Additionally, I refactored the existing MobileHelpers class to call the newly refactored AddCustomView to prevent further duplication of code.

public static class MobileHelpers
{
public static bool UserAgentContains(this ControllerContext c, string agentToFind)
{
return (c.HttpContext.Request.UserAgent.IndexOf(agentToFind, StringComparison.OrdinalIgnoreCase) >= 0);
}

public static bool IsMobileDevice(this ControllerContext c)
{
    return c.HttpContext.Request.Browser.IsMobileDevice;
}

public static void AddMobile<T>(this ViewEngineCollection ves, string userAgentSubstring, string pathToSearch)
    where T : IViewEngine, new()
{
    ves.AddCustomView<T>(c => c.UserAgentContains(userAgentSubstring), pathToSearch);
}

public static void AddIPhone<T>(this ViewEngineCollection ves) //specific example helper
    where T : IViewEngine, new()
{
    ves.AddCustomView<T>(c => c.UserAgentContains("iPhone"), "Mobile/iPhone");
}

public static void AddGenericMobile<T>(this ViewEngineCollection ves)
    where T : IViewEngine, new()
{
    ves.AddCustomView<T>(c => c.IsMobileDevice(), "Mobile");
}
}

Finally, I created some AddLanguage extension methods in their own LocalizationHelpers class along with the UICulture detection routing.

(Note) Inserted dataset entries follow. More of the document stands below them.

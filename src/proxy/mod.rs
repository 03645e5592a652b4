//! Proxy generator boundary.
//!
//! How a proxy type is actually produced is opaque to the creation logic:
//! it only needs a [`ProxyGenerator`] that can answer whether a type is
//! interceptable, wrap an existing target, or synthesize a constructible
//! proxy type. [`DynamicProxyGenerator`] is a registry-backed
//! implementation built on trait objects.

pub mod dynamic;
pub mod generator;
pub mod target;

pub use dynamic::DynamicProxy;
pub use generator::{proxy_signature, Constructor, DynamicProxyGenerator, ProxyType};
pub use target::MethodTable;

use std::sync::Arc;

use thiserror::Error;

use crate::behavior::Behavior;
use crate::error::CallResult;
use crate::types::{InterfaceDescriptor, InterfaceSet, MethodCall, TypeDescriptor, Value, ValueKind};

/// A real implementation that a proxy delegates to.
pub trait Target: Send + Sync {
    /// Name of the concrete type.
    fn type_name(&self) -> &str;

    /// Whether the target implements `interface` itself.
    fn implements(&self, interface: &InterfaceDescriptor) -> bool;

    /// Execute the call for real.
    fn call(&self, call: &MethodCall) -> CallResult;

    /// Whether the target can stand in for `ty`.
    fn is_assignable_to(&self, ty: &TypeDescriptor) -> bool {
        self.type_name() == ty.name() || self.implements(&ty.as_interface())
    }
}

/// Capability shared by every generated proxy: it accepts behaviors.
pub trait InterceptingProxy: Send + Sync {
    /// The contract this proxy stands in for.
    fn intercepted_type(&self) -> &TypeDescriptor;

    /// Every interface the proxy exposes.
    fn implemented_interfaces(&self) -> &InterfaceSet;

    fn implements(&self, interface: &InterfaceDescriptor) -> bool {
        self.implemented_interfaces().contains(interface)
    }

    /// Append a behavior to the end (innermost position) of the chain.
    fn add_behavior(&mut self, behavior: Arc<dyn Behavior>) -> Result<(), RegistrationError>;

    /// Attached behaviors, outermost first.
    fn behaviors(&self) -> &[Arc<dyn Behavior>];

    /// Route a call through the chain to the target.
    fn invoke(&self, call: &MethodCall) -> CallResult;
}

/// A synthesized proxy type that still needs constructor arguments.
pub trait ConstructibleType: Send + Sync {
    fn proxied_type(&self) -> &TypeDescriptor;

    /// Interfaces every instance will expose.
    fn interfaces(&self) -> &InterfaceSet;

    /// Instantiate with the given arguments.
    fn construct(&self, args: &[Value]) -> Result<Box<dyn InterceptingProxy>, ConstructionFailure>;
}

/// Opaque proxy generation capability.
pub trait ProxyGenerator: Send + Sync {
    /// Whether a proxy can be produced for `ty` at all.
    fn can_intercept(&self, ty: &TypeDescriptor) -> bool;

    /// Capability interface every proxy from this generator exposes.
    fn proxy_marker(&self) -> &InterfaceDescriptor;

    /// Wrap an existing target.
    fn create_proxy(
        &self,
        ty: &TypeDescriptor,
        target: &Arc<dyn Target>,
        interfaces: &InterfaceSet,
    ) -> Result<Box<dyn InterceptingProxy>, GeneratorError>;

    /// Synthesize a proxy type for later construction.
    fn create_proxy_type(
        &self,
        ty: &TypeDescriptor,
        interfaces: &InterfaceSet,
    ) -> Result<Arc<dyn ConstructibleType>, GeneratorError>;
}

/// Errors reported by a proxy generator.
#[derive(Debug, Error, Clone, PartialEq)]
pub enum GeneratorError {
    #[error("Type {0} is not interceptable")]
    Unsupported(String),
    #[error("Target of type {target} is not assignable to {expected}")]
    NotAssignable { target: String, expected: String },
    #[error("Type {0} has no registration")]
    UnknownType(String),
    #[error("Generated proxy does not expose {missing:?}")]
    InterfacesDropped { missing: Vec<String> },
    #[error("Generated proxy exposes unrequested {leaked:?}")]
    InterfacesLeaked { leaked: Vec<String> },
    #[error("{0}")]
    Other(String),
}

/// Errors reported when instantiating a synthesized proxy type.
#[derive(Debug, Error, Clone, PartialEq)]
pub enum ConstructionFailure {
    #[error("No constructor of {type_name} accepts {arg_kinds:?}")]
    NoMatchingConstructor {
        type_name: String,
        arg_kinds: Vec<ValueKind>,
    },
    #[error("Constructor of {type_name} failed: {reason}")]
    Factory { type_name: String, reason: String },
}

/// Errors reported by a proxy refusing a behavior.
#[derive(Debug, Error, Clone, PartialEq)]
pub enum RegistrationError {
    #[error("Behavior requires {interface}, which the proxy does not expose")]
    MissingInterface { interface: String },
    #[error("{0}")]
    Rejected(String),
}
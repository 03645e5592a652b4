//! Generator configuration.

use serde::{Deserialize, Serialize};
use thiserror::Error;

use crate::types::InterfaceDescriptor;

/// Default name of the capability interface every generated proxy exposes.
pub const DEFAULT_PROXY_MARKER: &str = "intercept.IInterceptingProxy";

/// Settings for [`crate::proxy::DynamicProxyGenerator`].
#[derive(Clone, Debug, PartialEq, Eq, Serialize, Deserialize)]
#[serde(default)]
pub struct GeneratorConfig {
    /// Reuse synthesized proxy types for identical (type, interfaces) requests.
    pub cache_proxy_types: bool,
    /// Upper bound on cached proxy types; new types are not cached past it.
    pub max_cached_types: usize,
    /// Interface name marking a value as an intercepting proxy.
    pub proxy_marker: String,
}

/// Errors from loading or validating a [`GeneratorConfig`].
#[derive(Debug, Error)]
pub enum ConfigError {
    #[error("Invalid config JSON: {0}")]
    Json(#[from] serde_json::Error),

    #[error("Proxy marker {0:?} is not a well-formed interface name")]
    InvalidMarker(String),
}

impl Default for GeneratorConfig {
    fn default() -> Self {
        Self {
            cache_proxy_types: true,
            max_cached_types: 256,
            proxy_marker: DEFAULT_PROXY_MARKER.to_string(),
        }
    }
}

impl GeneratorConfig {
    /// Parse from JSON; missing fields take their defaults.
    pub fn from_json(json: &str) -> Result<Self, ConfigError> {
        let config: Self = serde_json::from_str(json)?;
        config.validate()?;
        Ok(config)
    }

    pub fn validate(&self) -> Result<(), ConfigError> {
        if self.marker().is_well_formed() {
            Ok(())
        } else {
            Err(ConfigError::InvalidMarker(self.proxy_marker.clone()))
        }
    }

    pub fn marker(&self) -> InterfaceDescriptor {
        InterfaceDescriptor::new(self.proxy_marker.clone())
    }
}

public static class LocalizationHelpers
{
public static bool UICultureEquals(this ControllerContext c, string stringToFind)
{
var culture = CultureInfo.CurrentUICulture;
var cultureName = culture != null ? culture.Name : string.Empty;
    return (cultureName.IndexOf(stringToFind, StringComparison.OrdinalIgnoreCase) >= 0);
}

public static void AddLanguage<T>(this ViewEngineCollection ves, string cultureName, string pathToSearch)
    where T : IViewEngine, new()
{
    ves.AddCustomView<T>(c => c.UICultureEquals(cultureName), pathToSearch);
}

public static void AddLanguage<T>(this ViewEngineCollection ves, string cultureName)
    where T : IViewEngine, new()
{
    ves.AddCustomView<T>(c => c.UICultureEquals(cultureName), cultureName);
}

}

Using the Localized views in your project is as simple as registering the view in the Application_Start() method.

ViewEngines.Engines.Clear();
ViewEngines.Engines.AddLanguage("es-ES");
ViewEngines.Engines.AddGenericMobile();
ViewEngines.Engines.AddCustomView(c => c.IsMobileDevice() && c.UICultureEquals("es-ES"), "Mobile/es-ES");
ViewEngines.Engines.Add(new WebFormViewEngine());

Lastly, my sample project has these classes in they’re own class library because it’s my hope to be able to provide this functionality as a NuGet package soon.